# WORK TASK
Each record must be reproduced exactly as it is shown.

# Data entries
------------------------

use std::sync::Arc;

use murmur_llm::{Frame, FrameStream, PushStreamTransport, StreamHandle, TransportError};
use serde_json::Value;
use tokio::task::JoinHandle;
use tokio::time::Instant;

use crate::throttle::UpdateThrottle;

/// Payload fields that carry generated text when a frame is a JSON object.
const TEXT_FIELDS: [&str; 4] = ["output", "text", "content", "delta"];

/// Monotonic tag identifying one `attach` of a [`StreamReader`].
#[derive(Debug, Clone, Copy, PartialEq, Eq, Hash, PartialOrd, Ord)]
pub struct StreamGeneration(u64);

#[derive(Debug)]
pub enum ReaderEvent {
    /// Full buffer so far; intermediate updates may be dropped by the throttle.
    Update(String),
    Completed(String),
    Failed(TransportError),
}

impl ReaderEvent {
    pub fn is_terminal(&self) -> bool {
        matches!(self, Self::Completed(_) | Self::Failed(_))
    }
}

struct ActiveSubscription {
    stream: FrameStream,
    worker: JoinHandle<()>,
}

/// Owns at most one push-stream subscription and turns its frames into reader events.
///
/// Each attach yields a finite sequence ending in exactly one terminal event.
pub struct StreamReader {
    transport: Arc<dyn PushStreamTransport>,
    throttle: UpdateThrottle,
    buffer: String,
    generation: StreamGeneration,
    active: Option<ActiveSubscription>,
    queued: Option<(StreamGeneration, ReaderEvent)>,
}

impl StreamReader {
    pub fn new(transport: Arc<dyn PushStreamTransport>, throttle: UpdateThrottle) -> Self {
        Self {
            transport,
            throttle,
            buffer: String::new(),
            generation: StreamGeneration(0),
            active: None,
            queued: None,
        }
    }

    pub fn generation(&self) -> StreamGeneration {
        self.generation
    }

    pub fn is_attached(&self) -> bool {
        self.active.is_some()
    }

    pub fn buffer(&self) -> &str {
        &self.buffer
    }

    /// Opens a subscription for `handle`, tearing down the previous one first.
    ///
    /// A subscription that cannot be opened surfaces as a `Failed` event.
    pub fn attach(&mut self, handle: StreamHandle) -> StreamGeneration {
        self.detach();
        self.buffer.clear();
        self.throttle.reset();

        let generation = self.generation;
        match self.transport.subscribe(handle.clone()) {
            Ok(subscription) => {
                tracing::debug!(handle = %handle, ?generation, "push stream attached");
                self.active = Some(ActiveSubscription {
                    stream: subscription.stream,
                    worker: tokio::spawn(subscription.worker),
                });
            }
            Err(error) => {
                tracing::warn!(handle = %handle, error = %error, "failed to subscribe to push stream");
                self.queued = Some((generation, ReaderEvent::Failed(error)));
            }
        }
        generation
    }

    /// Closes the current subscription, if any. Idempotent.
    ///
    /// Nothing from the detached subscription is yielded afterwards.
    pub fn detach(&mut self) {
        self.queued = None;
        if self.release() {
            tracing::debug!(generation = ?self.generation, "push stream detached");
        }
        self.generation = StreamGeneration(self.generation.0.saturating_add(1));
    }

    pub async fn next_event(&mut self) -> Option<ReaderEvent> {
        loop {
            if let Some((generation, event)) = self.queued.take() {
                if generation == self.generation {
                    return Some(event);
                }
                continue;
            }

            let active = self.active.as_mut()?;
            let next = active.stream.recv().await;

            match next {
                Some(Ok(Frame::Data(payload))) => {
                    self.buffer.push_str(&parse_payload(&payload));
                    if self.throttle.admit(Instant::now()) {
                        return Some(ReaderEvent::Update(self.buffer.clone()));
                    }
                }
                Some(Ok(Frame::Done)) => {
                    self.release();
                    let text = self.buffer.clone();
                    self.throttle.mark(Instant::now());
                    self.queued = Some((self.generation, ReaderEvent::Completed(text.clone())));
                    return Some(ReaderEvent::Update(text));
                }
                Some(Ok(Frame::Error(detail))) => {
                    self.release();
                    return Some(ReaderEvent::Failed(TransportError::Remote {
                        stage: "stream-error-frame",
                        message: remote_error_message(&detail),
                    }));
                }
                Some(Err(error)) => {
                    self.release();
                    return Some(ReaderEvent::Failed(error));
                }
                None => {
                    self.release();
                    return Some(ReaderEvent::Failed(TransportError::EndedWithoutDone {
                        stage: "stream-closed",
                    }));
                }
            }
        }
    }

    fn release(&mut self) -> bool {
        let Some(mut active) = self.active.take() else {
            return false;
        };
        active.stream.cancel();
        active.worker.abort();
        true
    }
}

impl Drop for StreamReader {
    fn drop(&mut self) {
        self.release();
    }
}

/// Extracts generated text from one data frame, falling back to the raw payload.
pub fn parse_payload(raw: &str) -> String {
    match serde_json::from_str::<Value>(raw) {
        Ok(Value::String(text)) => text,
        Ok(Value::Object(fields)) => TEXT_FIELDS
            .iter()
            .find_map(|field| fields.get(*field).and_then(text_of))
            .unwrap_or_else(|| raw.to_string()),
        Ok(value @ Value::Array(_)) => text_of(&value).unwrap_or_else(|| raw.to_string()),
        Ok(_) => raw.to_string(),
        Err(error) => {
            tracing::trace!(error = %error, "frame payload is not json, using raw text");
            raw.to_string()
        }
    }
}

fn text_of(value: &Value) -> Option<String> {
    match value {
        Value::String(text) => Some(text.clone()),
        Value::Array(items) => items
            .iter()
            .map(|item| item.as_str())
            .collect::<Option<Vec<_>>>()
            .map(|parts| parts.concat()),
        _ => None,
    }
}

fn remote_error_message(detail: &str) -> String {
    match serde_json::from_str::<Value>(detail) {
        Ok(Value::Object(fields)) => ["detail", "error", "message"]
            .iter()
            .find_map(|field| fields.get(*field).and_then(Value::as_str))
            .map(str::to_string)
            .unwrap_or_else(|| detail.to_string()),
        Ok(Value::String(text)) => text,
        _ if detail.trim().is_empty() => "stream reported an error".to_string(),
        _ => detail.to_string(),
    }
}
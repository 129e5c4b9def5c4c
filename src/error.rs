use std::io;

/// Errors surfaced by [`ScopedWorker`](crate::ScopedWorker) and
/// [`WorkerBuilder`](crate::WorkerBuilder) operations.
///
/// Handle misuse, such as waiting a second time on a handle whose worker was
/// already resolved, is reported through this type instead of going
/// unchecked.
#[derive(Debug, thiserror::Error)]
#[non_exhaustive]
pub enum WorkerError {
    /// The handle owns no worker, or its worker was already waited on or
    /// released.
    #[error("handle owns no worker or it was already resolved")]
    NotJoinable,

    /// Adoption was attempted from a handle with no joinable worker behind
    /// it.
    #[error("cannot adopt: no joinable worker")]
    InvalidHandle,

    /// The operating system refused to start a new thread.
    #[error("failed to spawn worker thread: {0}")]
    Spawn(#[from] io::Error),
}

------------------------

# SOLUTION
use std::sync::Arc;

use murmur_llm::{Frame, FrameStream, PushStreamTransport, StreamHandle, TransportError};
use serde_json::Value;
use tokio::task::JoinHandle;
use tokio::time::Instant;

use crate::throttle::UpdateThrottle;

/// Payload fields that carry generated text when a frame is a JSON object.
const TEXT_FIELDS: [&str; 4] = ["output", "text", "content", "delta"];

/// Monotonic tag identifying one `attach` of a [`StreamReader`].
#[derive(Debug, Clone, Copy, PartialEq, Eq, Hash, PartialOrd, Ord)]
pub struct StreamGeneration(u64);

#[derive(Debug)]
pub enum ReaderEvent {
    /// Full buffer so far; intermediate updates may be dropped by the throttle.
    Update(String),
    Completed(String),
    Failed(TransportError),
}

impl ReaderEvent {
    pub fn is_terminal(&self) -> bool {
        matches!(self, Self::Completed(_) | Self::Failed(_))
    }
}

struct ActiveSubscription {
    stream: FrameStream,
    worker: JoinHandle<()>,
}

/// Owns at most one push-stream subscription and turns its frames into reader events.
///
/// Each attach yields a finite sequence ending in exactly one terminal event.
pub struct StreamReader {
    transport: Arc<dyn PushStreamTransport>,
    throttle: UpdateThrottle,
    buffer: String,
    generation: StreamGeneration,
    active: Option<ActiveSubscription>,
    queued: Option<(StreamGeneration, ReaderEvent)>,
}

impl StreamReader {
    pub fn new(transport: Arc<dyn PushStreamTransport>, throttle: UpdateThrottle) -> Self {
        Self {
            transport,
            throttle,
            buffer: String::new(),
            generation: StreamGeneration(0),
            active: None,
            queued: None,
        }
    }

    pub fn generation(&self) -> StreamGeneration {
        self.generation
    }

    pub fn is_attached(&self) -> bool {
        self.active.is_some()
    }

    pub fn buffer(&self) -> &str {
        &self.buffer
    }

    /// Opens a subscription for `handle`, tearing down the previous one first.
    ///
    /// A subscription that cannot be opened surfaces as a `Failed` event.
    pub fn attach(&mut self, handle: StreamHandle) -> StreamGeneration {
        self.detach();
        self.buffer.clear();
        self.throttle.reset();

        let generation = self.generation;
        match self.transport.subscribe(handle.clone()) {
            Ok(subscription) => {
                tracing::debug!(handle = %handle, ?generation, "push stream attached");
                self.active = Some(ActiveSubscription {
                    stream: subscription.stream,
                    worker: tokio::spawn(subscription.worker),
                });
            }
            Err(error) => {
                tracing::warn!(handle = %handle, error = %error, "failed to subscribe to push stream");
                self.queued = Some((generation, ReaderEvent::Failed(error)));
            }
        }
        generation
    }

    /// Closes the current subscription, if any. Idempotent.
    ///
    /// Nothing from the detached subscription is yielded afterwards.
    pub fn detach(&mut self) {
        self.queued = None;
        if self.release() {
            tracing::debug!(generation = ?self.generation, "push stream detached");
        }
        self.generation = StreamGeneration(self.generation.0.saturating_add(1));
    }

    pub async fn next_event(&mut self) -> Option<ReaderEvent> {
        loop {
            if let Some((generation, event)) = self.queued.take() {
                if generation == self.generation {
                    return Some(event);
                }
                continue;
            }

            let active = self.active.as_mut()?;
            let next = active.stream.recv().await;

            match next {
                Some(Ok(Frame::Data(payload))) => {
                    self.buffer.push_str(&parse_payload(&payload));
                    if self.throttle.admit(Instant::now()) {
                        return Some(ReaderEvent::Update(self.buffer.clone()));
                    }
                }
                Some(Ok(Frame::Done)) => {
                    self.release();
                    let text = self.buffer.clone();
                    self.throttle.mark(Instant::now());
                    self.queued = Some((self.generation, ReaderEvent::Completed(text.clone())));
                    return Some(ReaderEvent::Update(text));
                }
                Some(Ok(Frame::Error(detail))) => {
                    self.release();
                    return Some(ReaderEvent::Failed(TransportError::Remote {
                        stage: "stream-error-frame",
                        message: remote_error_message(&detail),
                    }));
                }
                Some(Err(error)) => {
                    self.release();
                    return Some(ReaderEvent::Failed(error));
                }
                None => {
                    self.release();
                    return Some(ReaderEvent::Failed(TransportError::EndedWithoutDone {
                        stage: "stream-closed",
                    }));
                }
            }
        }
    }

    fn release(&mut self) -> bool {
        let Some(mut active) = self.active.take() else {
            return false;
        };
        active.stream.cancel();
        active.worker.abort();
        true
    }
}

impl Drop for StreamReader {
    fn drop(&mut self) {
        self.release();
    }
}

/// Extracts generated text from one data frame, falling back to the raw payload.
pub fn parse_payload(raw: &str) -> String {
    match serde_json::from_str::<Value>(raw) {
        Ok(Value::String(text)) => text,
        Ok(Value::Object(fields)) => TEXT_FIELDS
            .iter()
            .find_map(|field| fields.get(*field).and_then(text_of))
            .unwrap_or_else(|| raw.to_string()),
        Ok(value @ Value::Array(_)) => text_of(&value).unwrap_or_else(|| raw.to_string()),
        Ok(_) => raw.to_string(),
        Err(error) => {
            tracing::trace!(error = %error, "frame payload is not json, using raw text");
            raw.to_string()
        }
    }
}

fn text_of(value: &Value) -> Option<String> {
    match value {
        Value::String(text) => Some(text.clone()),
        Value::Array(items) => items
            .iter()
            .map(|item| item.as_str())
            .collect::<Option<Vec<_>>>()
            .map(|parts| parts.concat()),
        _ => None,
    }
}

fn remote_error_message(detail: &str) -> String {
    match serde_json::from_str::<Value>(detail) {
        Ok(Value::Object(fields)) => ["detail", "error", "message"]
            .iter()
            .find_map(|field| fields.get(*field).and_then(Value::as_str))
            .map(str::to_string)
            .unwrap_or_else(|| detail.to_string()),
        Ok(Value::String(text)) => text,
        _ if detail.trim().is_empty() => "stream reported an error".to_string(),
        _ => detail.to_string(),
    }
}
repository 129e5c4b9def5c4c
filename src/error.rs
use std::io;

/// Errors surfaced by [`ScopedWorker`](crate::ScopedWorker) and
/// [`WorkerBuilder`](crate::WorkerBuilder) operations.
///
/// Handle misuse, such as waiting a second time on a handle whose worker was
/// already resolved, is reported through this type instead of going
/// unchecked.
#[derive(Debug, thiserror::Error)]
#[non_exhaustive]
pub enum WorkerError {
    /// The handle owns no worker, or its worker was already waited on or
    /// released.
    #[error("handle owns no worker or it was already resolved")]
    NotJoinable,

    /// Adoption was attempted from a handle with no joinable worker behind
    /// it.
    #[error("cannot adopt: no joinable worker")]
    InvalidHandle,

    /// The operating system refused to start a new thread.
    #[error("failed to spawn worker thread: {0}")]
    Spawn(#[from] io::Error),
}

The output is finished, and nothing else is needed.